Your coursework will be presented as a Jupyter notebook (file format: ipynb) with all your tasks clearly labelled.

The notebook should contain the cells with your code and their output, and some brief text explaining your

calculations, choices, mathematical reasoning, and explanation of results. The notebook must be run and outputs of

cells printed. You may produce your notebook with Google Colab, but we recommend to develop your local Jupyter

notebook through the Anaconda environment (or any local Python environment) installed on your computer.

Once you have executed all cells in your notebook and their outputs are printed, also save the notebook as an html

file , which you will also submit.

Submission instructions

The submission will be done online via Turnitin on Blackboard.

The deadline is Wednesday, 24 February 2021 at 5 pm .

You will upload two documents to Blackboard, wrapped into a single zip file :

1) Your Jupyter notebook as an ipynb file .

2) Your notebook exported as an html file .

You are also required to comply with these specific requirements:

● Name your zip file as ‘SurnameCID.zip’, e.g. Smith1234567.zip. Do not submit multiple files.

● Your ipynb file must produce all plots that appear in your html file, i.e., make sure you have run all cells

in the notebook before exporting the html.

● Use clear headings in your notebook to indicate the answers to each question, e.g. ‘Task 1.1’.

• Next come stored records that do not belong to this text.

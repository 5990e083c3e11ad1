//! Tests for root and child context construction.

use std::sync::Arc;

use rstest::rstest;

use kfc_data::application::services::{DataService, DATA_GROUP};
use kfc_data::application::{Context, ProcessContext};
use kfc_data::domain::LogLevel;
use kfc_data::extension::ExtensionRegistry;
use kfc_data::infrastructure::traits::TracingLoggerFactory;
use kfc_data::util::testing::RecordingRuntimeLog;

fn enter(process: &ProcessContext) -> Arc<Context> {
    let service = DataService::new(
        Arc::new(ExtensionRegistry::new()),
        Arc::new(TracingLoggerFactory),
        Arc::new(RecordingRuntimeLog::default()),
    );
    let group = service.enter(process).unwrap();
    Arc::clone(group.context())
}

#[rstest]
#[case(LogLevel::Trace)]
#[case(LogLevel::Warning)]
#[case(LogLevel::Critical)]
fn given_any_log_level_when_entering_data_then_low_latency_off(#[case] level: LogLevel) {
    let process = ProcessContext::from_home("/srv/kfc", level).unwrap();
    let root = enter(&process);

    assert!(!root.low_latency());
    assert_eq!(root.logger().component(), DATA_GROUP);
    assert_eq!(root.logger().level(), level);
    assert_eq!(root.logger().console(), process.console_location.uname());
}

#[rstest]
#[case("/srv/kfc")]
#[case("/home/trader/.kfc")]
fn given_root_when_deriving_child_then_inherited_fields_equal_parent(#[case] home: &str) {
    let process = ProcessContext::from_home(home, LogLevel::Info).unwrap();
    let root = enter(&process);

    let child = Context::child("get", Some(&root)).unwrap();

    assert_eq!(child.runtime_dir(), root.runtime_dir());
    assert_eq!(child.archive_dir(), root.archive_dir());
    assert_eq!(child.runtime_locator(), root.runtime_locator());
    assert_eq!(child.config_location(), root.config_location());
    assert_eq!(child.console_location(), root.console_location());
    assert_eq!(child.index_location(), root.index_location());
    assert!(child.logger().ptr_eq(root.logger()));
    assert_eq!(child.low_latency(), root.low_latency());
}

#[test]
fn given_grandchild_when_deriving_then_still_matches_root() {
    let process = ProcessContext::from_home("/srv/kfc", LogLevel::Info).unwrap();
    let root = enter(&process);
    let child = Arc::new(Context::child("get", Some(&root)).unwrap());

    let grandchild = Context::child("nested", Some(&child)).unwrap();

    assert_eq!(grandchild.runtime_dir(), root.runtime_dir());
    assert!(grandchild.logger().ptr_eq(root.logger()));
    assert!(grandchild.parent().and_then(Context::parent).is_some_and(Context::is_root));
}

#[test]
fn given_root_when_checking_paths_then_matches_process_context() {
    let process = ProcessContext::from_home("/srv/kfc", LogLevel::Info).unwrap();
    let root = enter(&process);

    assert_eq!(root.runtime_dir(), process.runtime_dir.as_path());
    assert_eq!(root.archive_dir(), process.archive_dir.as_path());
    assert_eq!(root.index_location().uname(), "system/journal/index/live");
    assert_eq!(root.config_location().uname(), "system/etc/kungfu/live");
}
//! Execution contexts passed down the command tree
//!
//! [`ProcessContext`] is what the top-level command resolves from settings
//! and flags. A command group turns it into a root [`Context`]; subcommands
//! derive child contexts from their parent. Contexts are immutable once built.

use std::path::{Path, PathBuf};
use std::sync::Arc;

use crate::application::{ApplicationError, ApplicationResult};
use crate::config::Settings;
use crate::domain::{Category, Location, LogLevel, Logger, Mode, RuntimeLocator};
use crate::infrastructure::traits::{LoggerFactory, RuntimeLog};

/// Process-level state resolved by the top-level command.
#[derive(Debug, Clone, PartialEq, Eq)]
pub struct ProcessContext {
    pub log_level: LogLevel,
    pub runtime_dir: PathBuf,
    pub archive_dir: PathBuf,
    pub runtime_locator: RuntimeLocator,
    pub config_location: Location,
    pub console_location: Location,
    pub index_location: Location,
}

impl ProcessContext {
    /// Derive runtime paths and system locations from a home directory.
    pub fn from_home(home: impl Into<PathBuf>, log_level: LogLevel) -> ApplicationResult<Self> {
        let home = home.into();
        let runtime_dir = home.join("runtime");
        let archive_dir = home.join("archive");
        let runtime_locator = RuntimeLocator::new(runtime_dir.clone());

        let system = |group: &str, name: &str| {
            Location::new(
                Mode::Live,
                Category::System,
                group,
                name,
                runtime_locator.clone(),
            )
        };
        let config_location = system("etc", "kungfu")?;
        let console_location = system("service", "console")?;
        let index_location = system("journal", "index")?;

        Ok(Self {
            log_level,
            runtime_dir,
            archive_dir,
            runtime_locator,
            config_location,
            console_location,
            index_location,
        })
    }

    pub fn from_settings(settings: &Settings) -> ApplicationResult<Self> {
        Self::from_home(settings.home.clone(), settings.log_level)
    }
}

/// Configuration snapshot for one command invocation.
#[derive(Debug, Clone)]
pub struct Context {
    logger: Logger,
    low_latency: bool,
    runtime_dir: PathBuf,
    archive_dir: PathBuf,
    runtime_locator: RuntimeLocator,
    config_location: Location,
    console_location: Location,
    index_location: Location,
    parent: Option<Arc<Context>>,
}

impl Context {
    /// Root context of the `label` command group.
    ///
    /// Creates a logger named `label` and sets up runtime logging for the
    /// console location. Low-latency mode is always off at the root.
    pub fn root(
        label: &str,
        process: &ProcessContext,
        loggers: &dyn LoggerFactory,
        runtime_log: &dyn RuntimeLog,
    ) -> ApplicationResult<Self> {
        let logger = loggers.create_logger(label, process.log_level, &process.console_location);
        runtime_log
            .setup_log(&process.console_location, label)
            .map_err(|source| ApplicationError::LogSetup {
                location: process.console_location.uname(),
                source,
            })?;

        Ok(Self {
            logger,
            low_latency: false,
            runtime_dir: process.runtime_dir.clone(),
            archive_dir: process.archive_dir.clone(),
            runtime_locator: process.runtime_locator.clone(),
            config_location: process.config_location.clone(),
            console_location: process.console_location.clone(),
            index_location: process.index_location.clone(),
            parent: None,
        })
    }

    /// Child context inheriting every field of `parent`.
    ///
    /// A missing parent means the command was wired outside its group.
    pub fn child(command: &str, parent: Option<&Arc<Context>>) -> ApplicationResult<Self> {
        let parent = parent.ok_or_else(|| ApplicationError::MissingParent {
            command: command.to_string(),
        })?;

        Ok(Self {
            logger: parent.logger.clone(),
            low_latency: parent.low_latency,
            runtime_dir: parent.runtime_dir.clone(),
            archive_dir: parent.archive_dir.clone(),
            runtime_locator: parent.runtime_locator.clone(),
            config_location: parent.config_location.clone(),
            console_location: parent.console_location.clone(),
            index_location: parent.index_location.clone(),
            parent: Some(Arc::clone(parent)),
        })
    }

    pub fn logger(&self) -> &Logger {
        &self.logger
    }

    pub fn low_latency(&self) -> bool {
        self.low_latency
    }

    pub fn runtime_dir(&self) -> &Path {
        &self.runtime_dir
    }

    pub fn archive_dir(&self) -> &Path {
        &self.archive_dir
    }

    pub fn runtime_locator(&self) -> &RuntimeLocator {
        &self.runtime_locator
    }

    pub fn config_location(&self) -> &Location {
        &self.config_location
    }

    pub fn console_location(&self) -> &Location {
        &self.console_location
    }

    pub fn index_location(&self) -> &Location {
        &self.index_location
    }

    pub fn parent(&self) -> Option<&Context> {
        self.parent.as_deref()
    }

    pub fn is_root(&self) -> bool {
        self.parent.is_none()
    }
}

#[cfg(test)]
mod tests {
    use super::*;
    use std::io;
    use std::sync::atomic::{AtomicUsize, Ordering};

    use rstest::{fixture, rstest};

    #[derive(Default)]
    struct CountingLog {
        calls: AtomicUsize,
    }

    impl RuntimeLog for CountingLog {
        fn setup_log(&self, _location: &Location, _label: &str) -> io::Result<()> {
            self.calls.fetch_add(1, Ordering::SeqCst);
            Ok(())
        }
    }

    struct FailingLog;

    impl RuntimeLog for FailingLog {
        fn setup_log(&self, _location: &Location, _label: &str) -> io::Result<()> {
            Err(io::Error::new(io::ErrorKind::PermissionDenied, "read-only"))
        }
    }

    struct PlainLoggers;

    impl LoggerFactory for PlainLoggers {
        fn create_logger(&self, name: &str, level: LogLevel, console: &Location) -> Logger {
            Logger::new(name, level, console)
        }
    }

    #[fixture]
    fn process() -> ProcessContext {
        ProcessContext::from_home("/opt/kfc", LogLevel::Info).unwrap()
    }

    #[rstest]
    fn given_home_when_building_process_context_then_derives_layout(process: ProcessContext) {
        assert_eq!(process.runtime_dir, PathBuf::from("/opt/kfc/runtime"));
        assert_eq!(process.archive_dir, PathBuf::from("/opt/kfc/archive"));
        assert_eq!(process.runtime_locator.root(), Path::new("/opt/kfc/runtime"));
        assert_eq!(process.config_location.uname(), "system/etc/kungfu/live");
        assert_eq!(process.console_location.uname(), "system/service/console/live");
        assert_eq!(process.index_location.uname(), "system/journal/index/live");
    }

    #[rstest]
    fn given_process_context_when_root_then_logger_named_after_group(process: ProcessContext) {
        let log = CountingLog::default();
        let ctx = Context::root("data", &process, &PlainLoggers, &log).unwrap();

        assert!(ctx.is_root());
        assert!(!ctx.low_latency());
        assert_eq!(ctx.logger().component(), "data");
        assert_eq!(ctx.logger().level(), LogLevel::Info);
        assert_eq!(ctx.runtime_dir(), process.runtime_dir.as_path());
        assert_eq!(log.calls.load(Ordering::SeqCst), 1);
    }

    #[rstest]
    fn given_root_when_child_then_every_field_inherited(process: ProcessContext) {
        let log = CountingLog::default();
        let root = Arc::new(Context::root("data", &process, &PlainLoggers, &log).unwrap());
        let child = Context::child("get", Some(&root)).unwrap();

        assert!(child.logger().ptr_eq(root.logger()));
        assert_eq!(child.low_latency(), root.low_latency());
        assert_eq!(child.runtime_dir(), root.runtime_dir());
        assert_eq!(child.archive_dir(), root.archive_dir());
        assert!(child.runtime_locator().ptr_eq(root.runtime_locator()));
        assert_eq!(child.config_location(), root.config_location());
        assert_eq!(child.console_location(), root.console_location());
        assert_eq!(child.index_location(), root.index_location());
        assert!(!child.is_root());
        assert!(child.parent().is_some_and(|p| p.is_root()));
        assert_eq!(log.calls.load(Ordering::SeqCst), 1);
    }

    #[test]
    fn given_no_parent_when_child_then_configuration_error() {
        let err = Context::child("get", None).unwrap_err();
        assert!(matches!(err, ApplicationError::MissingParent { ref command } if command == "get"));
    }

    #[rstest]
    fn given_failing_runtime_log_when_root_then_log_setup_error(process: ProcessContext) {
        let err = Context::root("data", &process, &PlainLoggers, &FailingLog).unwrap_err();
        assert!(matches!(
            err,
            ApplicationError::LogSetup { ref location, .. } if location == "system/service/console/live"
        ));
    }
}
//! Shared utilities

pub mod testing;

Note about online submissions: There are known issues with particular browsers (or settings with cookies or

popup blockers) when submitting to Turnitin. If the submission 'hangs', please try another browser.

You should also check that your files are not empty or corrupted after submission.

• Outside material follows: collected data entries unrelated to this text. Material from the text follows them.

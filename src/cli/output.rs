//! Terminal output formatting with colors
//!
//! Respects NO_COLOR, CLICOLOR, CLICOLOR_FORCE automatically.

use colored::Colorize;

/// Print error (red bold "error:" prefix) to stderr
pub fn error(msg: &(impl std::fmt::Display + ?Sized)) {
    eprintln!("{}: {}", "error".red().bold(), msg);
}

/// Print warning (yellow "Warning:" prefix) to stderr
pub fn warning(msg: &(impl std::fmt::Display + ?Sized)) {
    eprintln!("{}: {}", "Warning".yellow(), msg);
}

/// Print success status (green checkmark)
pub fn success(msg: &(impl std::fmt::Display + ?Sized)) {
    println!("{} {}", "✓".green(), msg);
}

/// Print completed action (green label)
pub fn action(label: &str, msg: &(impl std::fmt::Display + ?Sized)) {
    println!("{}: {}", label.green(), msg);
}

/// Print a source name with its description
pub fn entry(name: &str, about: &str) {
    if about.is_empty() {
        println!("  {}", name.cyan());
    } else {
        println!("  {} {}", format!("{:<16}", name).cyan(), about);
    }
}

/// Print section header (cyan bold)
pub fn header(msg: &(impl std::fmt::Display + ?Sized)) {
    println!("{}", msg.to_string().cyan().bold());
}

/// Print plain output (no color, for data/config dumps)
pub fn info(msg: &(impl std::fmt::Display + ?Sized)) {
    println!("{}", msg);
}
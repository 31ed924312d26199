use std::collections::VecDeque;
use std::sync::{Arc, Mutex};
use std::time::Duration;

use rvm_interrupts::{IrqLine, Plic};
use rvm_mem::GuestRam;
use rvm_net_ethoc::bd::{BD_IRQ, BD_WRAP, TXBD_CARRIER_LOST, TXBD_READY, TXBD_RETRY_LIMIT, TXBD_UNDERRUN};
use rvm_net_ethoc::{reg, EthOcDevice, BD_BASE};
use rvm_net_backend::{PollEvents, Tap, TapError};

const MODER_BASE: u32 = 0xA000; // PAD | CRCEN reset state
const TXEN: u32 = 1 << 1;
const IRQ_LINE: u32 = 5;

/// TAP double whose send results can be scripted per call.
#[derive(Default)]
struct TxTap {
    sends: Mutex<Vec<Vec<u8>>>,
    results: Mutex<VecDeque<Result<usize, TapError>>>,
}

impl TxTap {
    fn script(&self, result: Result<usize, TapError>) {
        self.results.lock().unwrap().push_back(result);
    }
}

impl Tap for TxTap {
    fn poll(&self, interest: PollEvents, _timeout: Option<Duration>) -> Result<PollEvents, TapError> {
        Ok(interest & PollEvents::OUT)
    }

    fn recv(&self, _buf: &mut [u8]) -> Result<usize, TapError> {
        Err(TapError::WouldBlock)
    }

    fn send(&self, buf: &[u8]) -> Result<usize, TapError> {
        self.sends.lock().unwrap().push(buf.to_vec());
        self.results
            .lock()
            .unwrap()
            .pop_front()
            .unwrap_or(Ok(buf.len()))
    }

    fn wake(&self) {}

    fn mac(&self) -> [u8; 6] {
        [0x52, 0x54, 0x00, 0x12, 0x34, 0x56]
    }

    fn set_mac(&self, _mac: [u8; 6]) {}

    fn link_up(&self) -> bool {
        true
    }
}

struct TxRig {
    dev: Arc<EthOcDevice>,
    tap: Arc<TxTap>,
    ram: Arc<GuestRam>,
    plic: Arc<Plic>,
}

fn rig() -> TxRig {
    let tap = Arc::new(TxTap::default());
    let ram = Arc::new(GuestRam::new(0x8000_0000, 0x10000).unwrap());
    let plic = Arc::new(Plic::new(vec![]));
    let dev = EthOcDevice::new(tap.clone(), ram.clone(), IrqLine::new(plic.clone(), IRQ_LINE));
    TxRig { dev, tap, ram, plic }
}

impl TxRig {
    fn write_bd(&self, index: u64, data: u32, ptr: u32) {
        assert!(self.dev.mmio_write_u32(BD_BASE + index * 8, data));
        assert!(self.dev.mmio_write_u32(BD_BASE + index * 8 + 4, ptr));
    }

    fn bd_data(&self, index: u64) -> u32 {
        self.dev.mmio_read_u32(BD_BASE + index * 8).unwrap()
    }

    fn int_src(&self) -> u32 {
        self.dev.mmio_read_u32(reg::INT_SRC).unwrap()
    }
}

#[test]
fn tx_happy_path_sends_once_and_raises_txb() {
    let rig = rig();
    let payload = b"hello over the wire";

    rig.ram.write_from(0x8000_2000, payload).unwrap();
    rig.dev.mmio_write_u32(reg::TX_BD_NUM, 4);
    rig.dev.mmio_write_u32(reg::INT_MASK, 1 << reg::INT_TXB);
    rig.write_bd(
        0,
        TXBD_READY | BD_IRQ | (payload.len() as u32) << 16,
        0x8000_2000,
    );

    rig.dev.mmio_write_u32(reg::MODER, MODER_BASE | TXEN);
    assert_eq!(rig.dev.poll_interest(), PollEvents::OUT);
    rig.dev.service(PollEvents::OUT);

    let sends = rig.tap.sends.lock().unwrap().clone();
    assert_eq!(sends, vec![payload.to_vec()], "exactly one send of the payload");

    assert_eq!(rig.bd_data(0) & TXBD_READY, 0, "READY must be cleared");
    assert_eq!(rig.int_src(), 1 << reg::INT_TXB);
    assert_eq!(rig.plic.pending_mask(), 1 << IRQ_LINE);

    // Descriptor consumed; nothing further to send.
    assert_eq!(rig.dev.poll_interest(), PollEvents::empty());
}

#[test]
fn tx_cursor_advances_through_the_partition() {
    let rig = rig();
    for (i, addr) in [0x8000_1000u32, 0x8000_1100, 0x8000_1200].iter().enumerate() {
        rig.ram.write_from(*addr as u64, &[i as u8; 16]).unwrap();
        rig.write_bd(i as u64, TXBD_READY | 16 << 16, *addr);
    }
    rig.dev.mmio_write_u32(reg::TX_BD_NUM, 4);
    rig.dev.mmio_write_u32(reg::MODER, MODER_BASE | TXEN);

    for _ in 0..3 {
        rig.dev.service(PollEvents::OUT);
    }
    let sends = rig.tap.sends.lock().unwrap().clone();
    assert_eq!(sends.len(), 3);
    assert_eq!(sends[0], vec![0u8; 16]);
    assert_eq!(sends[1], vec![1u8; 16]);
    assert_eq!(sends[2], vec![2u8; 16]);
}

#[test]
fn wrap_descriptor_sends_then_returns_the_cursor_to_zero() {
    let rig = rig();
    rig.dev.mmio_write_u32(reg::TX_BD_NUM, 4);

    // Walk the cursor to descriptor 3.
    for i in 0..3u64 {
        rig.ram
            .write_from(0x8000_1000 + i * 0x100, &[i as u8; 8])
            .unwrap();
        rig.write_bd(i, TXBD_READY | 8 << 16, 0x8000_1000 + i as u32 * 0x100);
    }
    rig.dev.mmio_write_u32(reg::MODER, MODER_BASE | TXEN);
    for _ in 0..3 {
        rig.dev.service(PollEvents::OUT);
    }

    // Descriptor 3 carries WRAP; after it completes the cursor is back at 0.
    rig.ram.write_from(0x8000_1300, b"wrapped!").unwrap();
    rig.write_bd(3, TXBD_READY | BD_WRAP | 8 << 16, 0x8000_1300);
    rig.dev.service(PollEvents::OUT);

    rig.ram.write_from(0x8000_1000, b"fromzero").unwrap();
    rig.write_bd(0, TXBD_READY | 8 << 16, 0x8000_1000);
    rig.dev.service(PollEvents::OUT);

    let sends = rig.tap.sends.lock().unwrap().clone();
    assert_eq!(sends[3], b"wrapped!".to_vec());
    assert_eq!(sends[4], b"fromzero".to_vec(), "cursor wrapped to descriptor 0");
}

#[test]
fn enabling_txen_rewinds_the_cursor_to_descriptor_zero() {
    let rig = rig();
    rig.dev.mmio_write_u32(reg::TX_BD_NUM, 4);

    rig.write_bd(0, TXBD_READY | 4 << 16, 0x8000_1000);
    rig.write_bd(1, TXBD_READY | 4 << 16, 0x8000_1010);
    rig.dev.mmio_write_u32(reg::MODER, MODER_BASE | TXEN);
    rig.dev.service(PollEvents::OUT);
    rig.dev.service(PollEvents::OUT); // cursor now at 2

    // Drop TXEN, re-raise it: the rising edge rewinds to 0.
    rig.dev.mmio_write_u32(reg::MODER, MODER_BASE);
    rig.write_bd(0, TXBD_READY | 4 << 16, 0x8000_1000);
    rig.dev.mmio_write_u32(reg::MODER, MODER_BASE | TXEN);
    rig.dev.service(PollEvents::OUT);

    assert_eq!(rig.tap.sends.lock().unwrap().len(), 3);
    assert_eq!(rig.bd_data(0) & TXBD_READY, 0, "descriptor 0 was re-sent");
}

#[test]
fn descriptor_without_ready_is_skipped() {
    let rig = rig();
    rig.dev.mmio_write_u32(reg::TX_BD_NUM, 4);
    rig.write_bd(0, 8 << 16, 0x8000_1000);
    rig.dev.mmio_write_u32(reg::MODER, MODER_BASE | TXEN);

    assert_eq!(rig.dev.poll_interest(), PollEvents::empty());
    rig.dev.service(PollEvents::OUT);
    assert!(rig.tap.sends.lock().unwrap().is_empty());
}

#[test]
fn send_error_sets_retry_limit_and_txe() {
    let rig = rig();
    rig.tap.script(Err(TapError::Closed));
    rig.dev.mmio_write_u32(reg::TX_BD_NUM, 4);
    rig.write_bd(0, TXBD_READY | BD_IRQ | 8 << 16, 0x8000_1000);
    rig.dev.mmio_write_u32(reg::MODER, MODER_BASE | TXEN);

    rig.dev.service(PollEvents::OUT);

    let data = rig.bd_data(0);
    assert_eq!(data & TXBD_READY, 0);
    assert_ne!(data & TXBD_RETRY_LIMIT, 0);
    assert_eq!(rig.int_src(), 1 << reg::INT_TXE, "no TXB on a failed send");
}

#[test]
fn partial_send_sets_underrun_and_txe() {
    let rig = rig();
    rig.tap.script(Ok(4));
    rig.dev.mmio_write_u32(reg::TX_BD_NUM, 4);
    rig.write_bd(0, TXBD_READY | 16 << 16, 0x8000_1000);
    rig.dev.mmio_write_u32(reg::MODER, MODER_BASE | TXEN);

    rig.dev.service(PollEvents::OUT);

    assert_ne!(rig.bd_data(0) & TXBD_UNDERRUN, 0);
    assert_eq!(rig.int_src(), 1 << reg::INT_TXE);
}

#[test]
fn unreadable_buffer_sets_carrier_sense_and_txe_without_sending() {
    let rig = rig();
    rig.dev.mmio_write_u32(reg::TX_BD_NUM, 4);
    // Pointer far outside guest RAM.
    rig.write_bd(0, TXBD_READY | 16 << 16, 0x1000_0000);
    rig.dev.mmio_write_u32(reg::MODER, MODER_BASE | TXEN);

    rig.dev.service(PollEvents::OUT);

    assert!(rig.tap.sends.lock().unwrap().is_empty(), "nothing reached the wire");
    let data = rig.bd_data(0);
    assert_eq!(data & TXBD_READY, 0);
    assert_ne!(data & TXBD_CARRIER_LOST, 0);
    assert_eq!(rig.int_src(), 1 << reg::INT_TXE);
}

#[test]
fn tx_while_disabled_does_nothing() {
    let rig = rig();
    rig.dev.mmio_write_u32(reg::TX_BD_NUM, 4);
    rig.write_bd(0, TXBD_READY | 8 << 16, 0x8000_1000);

    // TXEN never set.
    assert_eq!(rig.dev.poll_interest(), PollEvents::empty());
    rig.dev.service(PollEvents::OUT);
    assert!(rig.tap.sends.lock().unwrap().is_empty());
    assert_ne!(rig.bd_data(0) & TXBD_READY, 0, "descriptor untouched");
}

To avoid last minute problems with your online submission, we recommend that you upload versions of your

coursework early, before the deadline. You will be able to update your coursework until the deadline, but

having these early versions provides you with some safety back up.

Needless to say, projects must be your own work: You may discuss the analysis with your colleagues but the

code, writing, figures and analysis must be your own. The Department may use code profiling and tools such as

Turnitin to check for plagiarism, as plagiarism cannot be tolerated.

Marks

The coursework is worth 40% of your total mark for the course.

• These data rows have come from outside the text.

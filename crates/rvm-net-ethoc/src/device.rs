use std::io;
use std::sync::atomic::{AtomicBool, Ordering};
use std::sync::{Arc, Mutex};
use std::thread::JoinHandle;
use std::time::Duration;

use rvm_interrupts::IrqLine;
use rvm_mem::{GuestRam, MmioDevice, MmioFault, MmioRegion, MmioResult};
use rvm_net_backend::{PollEvents, Tap, MAX_FRAME_LEN};
use tracing::{debug, trace, warn};

use crate::bd::{self, BufferDesc};
use crate::mdio::Mdio;
use crate::reg::{self, Moder};

/// Size of the MMIO window: the register file below the descriptor ring.
pub const ETHOC_MMIO_SIZE: u64 = 0x800;

/// Offset of the buffer-descriptor ring inside the window.
pub const BD_BASE: u64 = 0x400;

/// Number of 8-byte descriptors in the ring.
pub const BD_COUNT: usize = 128;

struct EthOcState {
    bd: [BufferDesc; BD_COUNT],
    /// Next TX descriptor to transmit; always inside `[0, tx_bd_num)`.
    cur_txbd: u32,
    /// RX probe cursor; always inside `[tx_bd_num, BD_COUNT)`.
    cur_rxbd: u32,

    moder: u32,
    int_src: u32,
    int_mask: u32,
    packetlen: u32,
    collconf: u32,
    tx_bd_num: u32,
    ctrlmoder: u32,
    miimoder: u32,
    miiaddress: u32,
    miitx_data: u32,
    miirx_data: u32,
    miistatus: u32,
    hash: [u32; 2],
    txctrl: u32,
    macaddr: [u8; 6],
}

impl EthOcState {
    fn reset() -> Self {
        Self {
            bd: [BufferDesc::default(); BD_COUNT],
            cur_txbd: 0,
            cur_rxbd: 0,
            moder: (Moder::PAD | Moder::CRCEN).bits(),
            int_src: 0,
            int_mask: 0,
            // Minimum frame length in the high half, maximum in the low.
            packetlen: 0x0040_0600,
            collconf: 0xF003F,
            tx_bd_num: 0x40,
            ctrlmoder: 0,
            miimoder: 0x64,
            miiaddress: 0,
            miitx_data: 0,
            miirx_data: 0,
            miistatus: 0,
            hash: [0; 2],
            txctrl: 0,
            macaddr: [0; 6],
        }
    }

    fn moder(&self) -> Moder {
        Moder::from_bits_truncate(self.moder)
    }

    /// TX/RX split point, clamped so ring indexing stays in bounds whatever
    /// the guest wrote.
    fn tx_bd_count(&self) -> u32 {
        self.tx_bd_num.min(BD_COUNT as u32)
    }

    fn max_frame_len(&self) -> usize {
        (self.packetlen & 0xFFFF) as usize
    }

    fn min_frame_len(&self) -> usize {
        ((self.packetlen >> 16) & 0xFFFF) as usize
    }

    fn bd_read_bytes(&self, offset: usize, buf: &mut [u8]) {
        for (i, out) in buf.iter_mut().enumerate() {
            let byte = offset + i;
            *out = self.bd[byte / 8].byte(byte % 8);
        }
    }

    fn bd_write_bytes(&mut self, offset: usize, buf: &[u8]) {
        for (i, value) in buf.iter().enumerate() {
            let byte = offset + i;
            self.bd[byte / 8].set_byte(byte % 8, *value);
        }
    }

    /// Walk the RX partition from the cursor for a descriptor the MAC may
    /// fill, advancing the cursor past non-empty slots. Wraps back to the
    /// split point at a WRAP descriptor or the end of the ring; gives up
    /// after one full lap.
    fn probe_rx(&mut self) -> Option<usize> {
        let tx_num = self.tx_bd_count();
        if tx_num as usize >= BD_COUNT {
            return None;
        }
        if self.cur_rxbd < tx_num || self.cur_rxbd as usize >= BD_COUNT {
            self.cur_rxbd = tx_num;
        }
        let start = self.cur_rxbd;
        loop {
            let bd = self.bd[self.cur_rxbd as usize];
            if bd.is_rx_empty() {
                return Some(self.cur_rxbd as usize);
            }
            self.cur_rxbd = if bd.wraps() || self.cur_rxbd + 1 >= BD_COUNT as u32 {
                tx_num
            } else {
                self.cur_rxbd + 1
            };
            if self.cur_rxbd == start {
                return None;
            }
        }
    }
}

/// The MAC. MMIO handlers and the DMA worker share [`EthOcState`] under one
/// blocking mutex; the worker drops it around every TAP syscall.
pub struct EthOcDevice {
    state: Mutex<EthOcState>,
    tap: Arc<dyn Tap>,
    ram: Arc<GuestRam>,
    irq: IrqLine,
    mdio: Mdio,
    kill: AtomicBool,
    worker: Mutex<Option<JoinHandle<()>>>,
}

This coursework contains a mastery component for MSc and 4th year MSci students.

Guidance about solutions and marking scheme:

Coursework tasks are different from exams: sometimes they can be more open-ended and may require going

beyond what we have covered explicitly in lectures. In some parts of the tasks, initiative and creativity will be

important, as is the ability to pull together the mathematical content of the course, drawing links between subjects

and methods, and backing up your analysis with relevant computations that you will need to justify.

To gain the marks for each of the Tasks you are required to:

(1) complete the task as described;

(2) comment any code so that we can understand each step;

(3) provide a brief written introduction to the task explaining what you did and why you did it;

(4) provide appropriate, relevant, clearly labelled figures documenting and summarising your findings;

(5) provide an explanation of your findings in mathematical terms based on your own computations and analysis

and linking the outcomes to concepts presented in class or in the literature;

(6) consider summarising your results of different methods and options with a judicious use of summary tables.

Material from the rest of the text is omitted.